Allow `getNeighborPairs` cutoff to be larger than half the box width?

[orionarcher]

I am exploring small crystalline systems with both MLIPs and DFT. These systems can be quite small, less than 0.8 nm. I'd like to use OpenMM to evolve these systems with MLIPs, but because the box size must be twice the neighbor cutoff, that's not currently possible. I can't decrease the cutoff because it would be unfaithful to the MLIP and I can't increase the box size because then the systems would be too large for DFT.

My (perhaps naive) understanding is that the box size limitation is implementation choice, rather than a theoretical limit. Can the getNeighborPairs function be modified to support smaller boxes? Or are there other torch-scriptable implementations I could use that wouldn't share this limitation?

[peastman]

The reason for the limitation is that it allows you to use a single periodic image convention. When looking at the neighbors of an atom, you only need to consider one periodic copy of each other atom. It's guaranteed that only one copy will be within the cutoff distance, so any copy other than the nearest one is guaranteed to be outside the cutoff.

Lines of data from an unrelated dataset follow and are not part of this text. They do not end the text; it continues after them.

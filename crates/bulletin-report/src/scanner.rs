//! Template scanning and structural validation.

use bulletin_model::{CellRef, Worksheet};

use crate::error::{RegistryError, ReportError};
use crate::marker::{find_markers, Namespace, TagPosition};
use crate::registry::TagRegistry;
use crate::tag::{ReportKind, Tag};

/// One marker found in the template.
#[derive(Clone, Debug, PartialEq)]
pub struct TagOccurrence<'r> {
    /// Marker text as written, braces included.
    pub raw: String,
    pub tag: &'r Tag,
    pub cell: CellRef,
}

/// Every cell a general tag appears in.
#[derive(Clone, Debug, PartialEq)]
pub struct GeneralTagCells<'r> {
    pub tag: &'r Tag,
    pub cells: Vec<CellRef>,
}

/// A template that passed [`scan_and_validate`]. The only input report generation accepts.
#[derive(Clone, Debug, PartialEq)]
pub struct ValidatedTemplate<'r> {
    pub sheet_name: String,
    pub report_kind: ReportKind,
    pub header: TagOccurrence<'r>,
    /// DATA markers in scan order; a cell holding several markers appears once per marker.
    pub data: Vec<TagOccurrence<'r>>,
    /// General tags in first-seen order.
    pub general: Vec<GeneralTagCells<'r>>,
}

impl<'r> ValidatedTemplate<'r> {
    pub fn header_row(&self) -> u32 {
        self.header.cell.row
    }

    pub fn data_row(&self) -> u32 {
        self.header.cell.row + 1
    }

    /// Distinct cells holding DATA markers, left to right.
    pub fn data_cells(&self) -> Vec<CellRef> {
        let mut cells: Vec<CellRef> = self.data.iter().map(|occ| occ.cell).collect();
        cells.sort_by_key(|cell| cell.col);
        cells.dedup();
        cells
    }
}

/// Scan `worksheet` for tag markers and check the template's structure.
///
/// Cells are visited row by row, left to right. Marker-level problems are reported at the first
/// offending cell; structural checks run once the whole sheet has been scanned.
pub fn scan_and_validate<'r>(
    worksheet: &Worksheet,
    registry: &'r TagRegistry,
    kind: ReportKind,
) -> Result<ValidatedTemplate<'r>, ReportError> {
    let mut header: Option<TagOccurrence<'r>> = None;
    let mut data: Vec<TagOccurrence<'r>> = Vec::new();
    let mut general: Vec<GeneralTagCells<'r>> = Vec::new();

    for (cell_ref, cell) in worksheet.iter_cells() {
        let Some(text) = cell.text() else {
            continue;
        };
        for marker in find_markers(text) {
            let tag = registry.lookup(marker.name).map_err(|err| match err {
                RegistryError::UnknownTag(tag) | RegistryError::DuplicateTag(tag) => {
                    ReportError::UnknownTag { tag, cell: cell_ref }
                }
            })?;
            if !registry.classify_for_report_kind(tag, kind) {
                return Err(ReportError::TagNotApplicable {
                    tag: tag.name.to_string(),
                    kind,
                    cell: cell_ref,
                });
            }
            let allowed = match marker.namespace {
                Some(Namespace::Header) => tag.is_header,
                Some(Namespace::Data) => tag.is_data,
                None => tag.is_general(),
            };
            if !allowed {
                return Err(ReportError::NamespaceMismatch {
                    tag: tag.name.to_string(),
                    position: TagPosition(marker.namespace),
                    cell: cell_ref,
                });
            }

            let occurrence = TagOccurrence {
                raw: marker.raw.to_string(),
                tag,
                cell: cell_ref,
            };
            match marker.namespace {
                Some(Namespace::Header) => {
                    if let Some(first) = &header {
                        return Err(ReportError::MultipleHeaderTags {
                            first: first.cell,
                            second: cell_ref,
                        });
                    }
                    header = Some(occurrence);
                }
                Some(Namespace::Data) => data.push(occurrence),
                None => match general.iter_mut().find(|g| g.tag.name == tag.name) {
                    Some(entry) => {
                        if !entry.cells.contains(&cell_ref) {
                            entry.cells.push(cell_ref);
                        }
                    }
                    None => general.push(GeneralTagCells {
                        tag,
                        cells: vec![cell_ref],
                    }),
                },
            }
        }
    }

    let header = header.ok_or(ReportError::MissingHeaderTag)?;
    let first_data = data.first().ok_or(ReportError::MissingDataTag)?;
    let data_row = first_data.cell.row;
    if let Some(stray) = data.iter().find(|occ| occ.cell.row != data_row) {
        return Err(ReportError::DataTagsRowMismatch {
            expected_row: data_row + 1,
            cell: stray.cell,
        });
    }
    if header.cell.row + 1 != data_row {
        return Err(ReportError::HeaderDataAdjacency {
            header: header.cell,
            data_row: data_row + 1,
        });
    }

    log::debug!(
        "validated template {:?}: HEADER {} at {}, {} DATA markers on row {}, {} general tags",
        worksheet.name,
        header.tag.name,
        header.cell,
        data.len(),
        data_row + 1,
        general.len()
    );

    Ok(ValidatedTemplate {
        sheet_name: worksheet.name.clone(),
        report_kind: kind,
        header,
        data,
        general,
    })
}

If you allow the cutoff to be more than half the box size, it's possible for multiple copies of a single atom to be within the cutoff distance. That makes the neighbor search much more expensive, and also requires lots of other parts of the model to become a lot more complicated.

[orionarcher]

Got it, thanks for the response. The increase in neighbor list cost makes sense. I imagine different implementations could be called depending on box size, e.g.

if box_size > 2 * cutoff: 
   # run fast implementation
else: 
   # run slow implementation

I don't quite understand why other parts of the model must become more complicated. Some models, like the MACE implementation in the ASE calculator, already support small box sizes (call to matscipy in mace, neighbor list implementation in matscipy).

Would such a small-box neighbor list be in scope for NNPops? I could take a swing at it, if so (though in PyTorch, not with a custom kernel). Circumventing the box size limitation would be valuable for materials science use cases.